Émeraudes, vives, des étoiles enflammées scintillent au fond de l'abime qui retient mon cœur.
Le vaste espace parait alors bien triste et vide.
Quand son regard m'enlace, mon âme se brise et telles les lames du vent du nord, il me détruit.
Je sombre, piètre, mais j'aime.
Quand les lustres de ses iris s'illuminent,
la lumière me quitte sournoisement.
Pétillantes, ses étoiles dansent allègrement et le feu se meut telles les vagues d'un océan,
telles les vagues de l'océan où elle me noie.
Pathétique, je clos mon faible esprit,
je ne vois que le vert
alors, un instant, ses paupières virevoltent,
un sourire se dessine avec volupté, arc angélique
un léger rose colore ses lèvres, qui
comme à l'aube d'un hiver, sonne la fin d'un automne bien court.

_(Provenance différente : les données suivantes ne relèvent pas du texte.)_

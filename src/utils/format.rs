//! Format - Formatting Utilities

use chrono::{DateTime, Local, Utc};

use crate::data_table::dates::parse_timestamp;
use crate::domain::record::CellRef;

/// Format a UTC datetime for display
pub fn format_datetime(dt: &DateTime<Utc>) -> String {
    let local: DateTime<Local> = dt.with_timezone(&Local);
    local.format("%Y-%m-%d %H:%M:%S").to_string()
}

/// Normalize a date-like text cell to `YYYY-MM-DD HH:MM` (UTC).
/// Cells that are not dates display unchanged.
pub fn format_date_cell(cell: CellRef<'_>) -> String {
    let text = cell.display();
    match parse_timestamp(&text).and_then(DateTime::<Utc>::from_timestamp_millis) {
        Some(dt) => dt.format("%Y-%m-%d %H:%M").to_string(),
        None => text.into_owned(),
    }
}

/// Truncate a string to max length (in characters) with ellipsis
pub fn truncate(s: &str, max_len: usize) -> String {
    let count = s.chars().count();
    if count <= max_len {
        s.to_string()
    } else if max_len <= 3 {
        s.chars().take(max_len).collect()
    } else {
        let head: String = s.chars().take(max_len - 3).collect();
        format!("{head}...")
    }
}

/// Format a number with thousand separators
pub fn format_number(n: i64) -> String {
    let digits = n.unsigned_abs().to_string();
    let mut result = String::with_capacity(digits.len() + digits.len() / 3 + 1);
    if n < 0 {
        result.push('-');
    }

    let len = digits.len();
    for (i, c) in digits.chars().enumerate() {
        if i > 0 && (len - i) % 3 == 0 {
            result.push(',');
        }
        result.push(c);
    }

    result
}

/// Format a money amount with thousand separators and two decimals
pub fn format_amount(amount: f64) -> String {
    if !amount.is_finite() {
        return amount.to_string();
    }
    let cents = (amount.abs() * 100.0).round() as i64;
    let sign = if amount < 0.0 && cents != 0 { "-" } else { "" };
    format!("{sign}{}.{:02}", format_number(cents / 100), cents % 100)
}

/// Cell formatter for count columns
pub fn format_count_cell(cell: CellRef<'_>) -> String {
    match cell {
        CellRef::Number(n) => format_number(n.round() as i64),
        other => other.display().into_owned(),
    }
}

/// Cell formatter for money columns
pub fn format_amount_cell(cell: CellRef<'_>) -> String {
    match cell {
        CellRef::Number(n) => format_amount(n),
        other => other.display().into_owned(),
    }
}

#[cfg(test)]
mod tests {
    use super::*;

    #[test]
    fn thousands_separators() {
        assert_eq!(format_number(0), "0");
        assert_eq!(format_number(999), "999");
        assert_eq!(format_number(1_000), "1,000");
        assert_eq!(format_number(-1_234_567), "-1,234,567");
        assert_eq!(format_number(-123), "-123");
    }

    #[test]
    fn amounts_have_two_decimals() {
        assert_eq!(format_amount(1234.5), "1,234.50");
        assert_eq!(format_amount(-0.004), "0.00");
        assert_eq!(format_amount(-98765.432), "-98,765.43");
    }

    #[test]
    fn truncate_counts_characters() {
        assert_eq!(truncate("short", 10), "short");
        assert_eq!(truncate("Kwame Nkrumah Avenue", 10), "Kwame N...");
        assert_eq!(truncate("Zoë Ørsted", 4), "Z...");
        assert_eq!(truncate("abcdef", 2), "ab");
    }

    #[test]
    fn date_cells_normalize() {
        assert_eq!(format_date_cell(CellRef::Text("2024-2-1")), "2024-02-01 00:00");
        assert_eq!(format_date_cell(CellRef::Text("2024-02-01T13:45:10Z")), "2024-02-01 13:45");
        assert_eq!(format_date_cell(CellRef::Text("pending")), "pending");
        assert_eq!(format_date_cell(CellRef::Null), "");
    }

    #[test]
    fn numeric_cell_formatters() {
        assert_eq!(format_count_cell(CellRef::Number(12500.0)), "12,500");
        assert_eq!(format_amount_cell(CellRef::Number(12500.0)), "12,500.00");
        assert_eq!(format_amount_cell(CellRef::Text("n/a")), "n/a");
    }
}
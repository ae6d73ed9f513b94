//! Lotto Admin Library
//!
//! Table engine for the lottery back office: filters, sorts and paginates
//! staff, activity log and draw summary tables, plus the console that shows them.

pub mod app;
pub mod constants;
pub mod data_table;
pub mod domain;
pub mod error;
pub mod state;
pub mod utils;
//! Date Detection
//!
//! Registration and draw timestamps travel as strings. A text cell counts as a
//! date when it parses under one of the formats below; the comparator then
//! orders it chronologically instead of lexicographically.

use chrono::{DateTime, NaiveDate, NaiveDateTime};

/// Date-time layouts without an offset, read as UTC
const NAIVE_DATETIME_FORMATS: &[&str] = &[
    "%Y-%m-%dT%H:%M:%S%.f",
    "%Y-%m-%dT%H:%M",
    "%Y-%m-%d %H:%M:%S%.f",
    "%Y-%m-%d %H:%M",
    "%Y/%m/%d %H:%M:%S%.f",
    "%Y/%m/%d %H:%M",
    "%m/%d/%Y %H:%M:%S%.f",
    "%m/%d/%Y %H:%M",
];

/// Date-only layouts, read as UTC midnight. Month and day padding is optional.
const DATE_FORMATS: &[&str] = &["%Y-%m-%d", "%Y/%m/%d", "%m/%d/%Y", "%b %d, %Y", "%d %b %Y"];

/// Offset-carrying layouts not covered by RFC 3339
const OFFSET_DATETIME_FORMATS: &[&str] = &["%Y-%m-%dT%H:%M:%S%.f%z", "%Y-%m-%d %H:%M:%S%.f%z"];

/// Parse a text cell into epoch milliseconds, or `None` if it is not a date.
///
/// Bare integers are never treated as dates, so numeric strings such as ticket
/// numbers keep their text ordering.
pub fn parse_timestamp(text: &str) -> Option<i64> {
    let s = text.trim();
    if s.is_empty() || s.bytes().all(|b| b.is_ascii_digit()) {
        return None;
    }

    if let Ok(dt) = DateTime::parse_from_rfc3339(s) {
        return Some(dt.timestamp_millis());
    }
    if let Ok(dt) = DateTime::parse_from_rfc2822(s) {
        return Some(dt.timestamp_millis());
    }
    for fmt in OFFSET_DATETIME_FORMATS {
        if let Ok(dt) = DateTime::parse_from_str(s, fmt) {
            return Some(dt.timestamp_millis());
        }
    }
    for fmt in NAIVE_DATETIME_FORMATS {
        if let Ok(dt) = NaiveDateTime::parse_from_str(s, fmt) {
            return Some(dt.and_utc().timestamp_millis());
        }
    }
    for fmt in DATE_FORMATS {
        if let Ok(date) = NaiveDate::parse_from_str(s, fmt) {
            return date
                .and_hms_opt(0, 0, 0)
                .map(|dt| dt.and_utc().timestamp_millis());
        }
    }
    None
}

#[cfg(test)]
mod tests {
    use super::*;

    #[test]
    fn iso_dates_parse() {
        assert!(parse_timestamp("2024-01-05").is_some());
        assert!(parse_timestamp("2024-01-05T10:30:00Z").is_some());
        assert!(parse_timestamp("2024-01-05T10:30:00.250+02:00").is_some());
        assert!(parse_timestamp("2024-01-05 10:30:00").is_some());
        assert!(parse_timestamp(" 2024-01-05 ").is_some());
    }

    #[test]
    fn unpadded_dates_parse_chronologically() {
        let feb = parse_timestamp("2024-2-1").expect("unpadded date");
        let oct = parse_timestamp("2024-10-1").expect("unpadded date");
        assert!(feb < oct);
    }

    #[test]
    fn other_layouts_parse() {
        assert!(parse_timestamp("01/05/2024").is_some());
        assert!(parse_timestamp("Jan 5, 2024").is_some());
        assert!(parse_timestamp("5 Jan 2024").is_some());
        assert!(parse_timestamp("Fri, 05 Jan 2024 10:00:00 +0000").is_some());
    }

    #[test]
    fn date_only_is_utc_midnight() {
        let date = parse_timestamp("1970-01-02").expect("date");
        assert_eq!(date, 86_400_000);
    }

    #[test]
    fn non_dates_are_rejected() {
        assert_eq!(parse_timestamp(""), None);
        assert_eq!(parse_timestamp("12345"), None);
        assert_eq!(parse_timestamp("Alice Smith"), None);
        assert_eq!(parse_timestamp("2024-13-01"), None);
        assert_eq!(parse_timestamp("T-0042"), None);
    }

    #[test]
    fn bare_digit_strings_are_not_dates() {
        assert_eq!(parse_timestamp("2024"), None);
        assert_eq!(parse_timestamp("20240105"), None);
        assert_eq!(parse_timestamp(" 0042 "), None);
    }
}
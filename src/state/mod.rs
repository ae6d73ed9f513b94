//! State - Table Screens and Saved Views
//!
//! View state per table, kept separate from the rows it is applied to.

pub mod saved_views;
pub mod table_state;
//! Saved table views
//!
//! Remembers each table's sort, filters and page between runs.

use std::collections::BTreeMap;
use std::path::Path;

use anyhow::Result;
use chrono::{DateTime, Utc};
use serde::{Deserialize, Serialize};

use crate::constants::SAVED_VIEWS_FILE;
use crate::domain::tables::TableKind;
use crate::state::table_state::TableViewState;
use crate::utils::config_store;

/// A stored view and when it was saved
#[derive(Debug, Clone, PartialEq, Serialize, Deserialize)]
pub struct SavedView {
    pub state: TableViewState,
    pub saved_at: DateTime<Utc>,
}

/// Saved views keyed by table name
#[derive(Debug, Clone, Default, PartialEq, Serialize, Deserialize)]
#[serde(transparent)]
pub struct SavedViews {
    views: BTreeMap<String, SavedView>,
}

impl SavedViews {
    /// Load from the app data directory
    pub fn load() -> Result<Self> {
        config_store::load_config(SAVED_VIEWS_FILE)
    }

    /// Save to the app data directory
    pub fn save(&self) -> Result<()> {
        config_store::save_config(SAVED_VIEWS_FILE, self)
    }

    pub fn load_from(path: &Path) -> Result<Self> {
        config_store::load_json(path)
    }

    pub fn save_to(&self, path: &Path) -> Result<()> {
        config_store::save_json(path, self)
    }

    /// Remove every saved view from disk
    pub fn clear_all() -> Result<()> {
        config_store::delete_config(SAVED_VIEWS_FILE)
    }

    pub fn get(&self, kind: TableKind) -> Option<&SavedView> {
        self.views.get(kind.name())
    }

    pub fn insert(&mut self, kind: TableKind, state: TableViewState) {
        tracing::debug!(table = %kind, "Saving table view");
        self.views.insert(
            kind.name().to_string(),
            SavedView {
                state,
                saved_at: Utc::now(),
            },
        );
    }

    pub fn remove(&mut self, kind: TableKind) -> Option<SavedView> {
        self.views.remove(kind.name())
    }

    /// Saved views for known tables, in table order. Entries for tables that
    /// no longer exist are skipped.
    pub fn iter(&self) -> impl Iterator<Item = (TableKind, &SavedView)> {
        TableKind::ALL
            .into_iter()
            .filter_map(|kind| self.get(kind).map(|view| (kind, view)))
    }

    pub fn is_empty(&self) -> bool {
        self.views.is_empty()
    }
}
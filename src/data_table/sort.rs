//! Sorting - Sort Configuration and Cell Comparator
//!
//! One active sort column at a time. Cells compare by type: numbers
//! numerically, date-like strings chronologically, other strings in
//! locale-style order. Anything else compares equal.

use std::cmp::Ordering;
use std::fmt;
use std::str::FromStr;

use serde::{Deserialize, Serialize};
use unicode_normalization::UnicodeNormalization;
use unicode_normalization::char::is_combining_mark;

use crate::constants::DEFAULT_SORT_KEY;
use crate::data_table::dates::parse_timestamp;
use crate::domain::record::CellRef;
use crate::error::Error;

/// Sort direction
#[derive(Debug, Clone, Copy, Default, PartialEq, Eq, Serialize, Deserialize)]
#[serde(rename_all = "lowercase")]
pub enum SortDirection {
    #[default]
    Asc,
    Desc,
}

impl SortDirection {
    pub fn flipped(self) -> Self {
        match self {
            SortDirection::Asc => SortDirection::Desc,
            SortDirection::Desc => SortDirection::Asc,
        }
    }

    /// Orient an ascending comparison result
    pub fn apply(self, ordering: Ordering) -> Ordering {
        match self {
            SortDirection::Asc => ordering,
            SortDirection::Desc => ordering.reverse(),
        }
    }

    pub fn label(self) -> &'static str {
        match self {
            SortDirection::Asc => "asc",
            SortDirection::Desc => "desc",
        }
    }
}

impl fmt::Display for SortDirection {
    fn fmt(&self, f: &mut fmt::Formatter<'_>) -> fmt::Result {
        f.write_str(self.label())
    }
}

impl FromStr for SortDirection {
    type Err = Error;

    fn from_str(s: &str) -> Result<Self, Self::Err> {
        match s.trim().to_ascii_lowercase().as_str() {
            "asc" | "ascending" => Ok(SortDirection::Asc),
            "desc" | "descending" => Ok(SortDirection::Desc),
            other => Err(Error::Invalid {
                message: format!("unknown sort direction '{other}'"),
            }),
        }
    }
}

/// Active sort column and direction
#[derive(Debug, Clone, PartialEq, Eq, Serialize, Deserialize)]
pub struct SortConfig {
    pub key: String,
    pub direction: SortDirection,
}

impl SortConfig {
    pub fn new(key: impl Into<String>, direction: SortDirection) -> Self {
        Self {
            key: key.into(),
            direction,
        }
    }

    pub fn asc(key: impl Into<String>) -> Self {
        Self::new(key, SortDirection::Asc)
    }

    pub fn desc(key: impl Into<String>) -> Self {
        Self::new(key, SortDirection::Desc)
    }

    /// Header click: the active column flips direction, a new column starts ascending.
    pub fn toggle(&mut self, key: &str) {
        if self.key == key {
            self.direction = self.direction.flipped();
        } else {
            self.key = key.to_string();
            self.direction = SortDirection::Asc;
        }
    }
}

impl Default for SortConfig {
    fn default() -> Self {
        Self::asc(DEFAULT_SORT_KEY)
    }
}

/// A cell prepared for repeated comparison. Date detection runs once per cell
/// instead of once per comparison.
#[derive(Debug, Clone, Copy, PartialEq)]
pub enum SortKey<'a> {
    Number(f64),
    Text {
        text: &'a str,
        timestamp: Option<i64>,
    },
    Unsupported,
}

impl<'a> SortKey<'a> {
    pub fn of(cell: CellRef<'a>) -> Self {
        match cell {
            CellRef::Number(n) => SortKey::Number(n),
            CellRef::Text(text) => SortKey::Text {
                text,
                timestamp: parse_timestamp(text),
            },
            CellRef::Null => SortKey::Unsupported,
        }
    }
}

/// Compare two prepared keys under a direction.
pub fn compare_keys(a: &SortKey<'_>, b: &SortKey<'_>, direction: SortDirection) -> Ordering {
    let ordering = match (a, b) {
        (SortKey::Number(x), SortKey::Number(y)) => x.partial_cmp(y).unwrap_or(Ordering::Equal),
        (
            SortKey::Text {
                timestamp: Some(x), ..
            },
            SortKey::Text {
                timestamp: Some(y), ..
            },
        ) => x.cmp(y),
        (SortKey::Text { text: x, .. }, SortKey::Text { text: y, .. }) => locale_cmp(x, y),
        _ => Ordering::Equal,
    };
    direction.apply(ordering)
}

/// Three-way comparison of two cells from the same column.
///
/// Mixed or null operands compare equal.
pub fn compare_cells(a: CellRef<'_>, b: CellRef<'_>, direction: SortDirection) -> Ordering {
    compare_keys(&SortKey::of(a), &SortKey::of(b), direction)
}

/// Locale-style text order in three levels: base letters ignoring case and
/// accents, then accents (unaccented first), then case (lower case first).
pub fn locale_cmp(a: &str, b: &str) -> Ordering {
    base_letters(a)
        .cmp(base_letters(b))
        .then_with(|| folded(a).cmp(folded(b)))
        .then_with(|| b.cmp(a))
}

fn base_letters(s: &str) -> impl Iterator<Item = char> + '_ {
    s.nfd()
        .filter(|c| !is_combining_mark(*c))
        .flat_map(char::to_lowercase)
}

fn folded(s: &str) -> impl Iterator<Item = char> + '_ {
    s.nfd().flat_map(char::to_lowercase)
}

/// Stable bottom-up merge sort.
///
/// Unlike `slice::sort_by`, it tolerates comparators that are not total orders
/// (a column mixing numbers and text compares them as equal) and never panics.
pub fn stable_sort_by<T: Copy>(items: &mut [T], mut compare: impl FnMut(&T, &T) -> Ordering) {
    let len = items.len();
    if len < 2 {
        return;
    }

    let mut buf = items.to_vec();
    let mut width = 1;
    while width < len {
        let mut start = 0;
        while start < len {
            let mid = start.saturating_add(width).min(len);
            let end = start.saturating_add(width.saturating_mul(2)).min(len);
            let (mut i, mut j, mut k) = (start, mid, start);

            while i < mid && j < end {
                // Right side wins only when strictly smaller
                if compare(&items[j], &items[i]) == Ordering::Less {
                    buf[k] = items[j];
                    j += 1;
                } else {
                    buf[k] = items[i];
                    i += 1;
                }
                k += 1;
            }
            let rest_left = mid - i;
            buf[k..k + rest_left].copy_from_slice(&items[i..mid]);
            k += rest_left;
            buf[k..end].copy_from_slice(&items[j..end]);

            start = end;
        }
        items.copy_from_slice(&buf);
        width = width.saturating_mul(2);
    }
}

Aucun homme ne devrait subir les tourments d'une femme,
qui possède du christ l'âme.
Pourtant , mon cœur ne connais regret que de rumeur,
bien que j'ai sacrifié ma liberté pour plonger dans ses yeux parfaits,
incapable de voler,
une dernière étreinte,
teintée d'un fol espoir,
encore, je me perds dans les méandres de sa sublimité,
qui, en un éphémère instant,
grave en moi ses traits éternellement.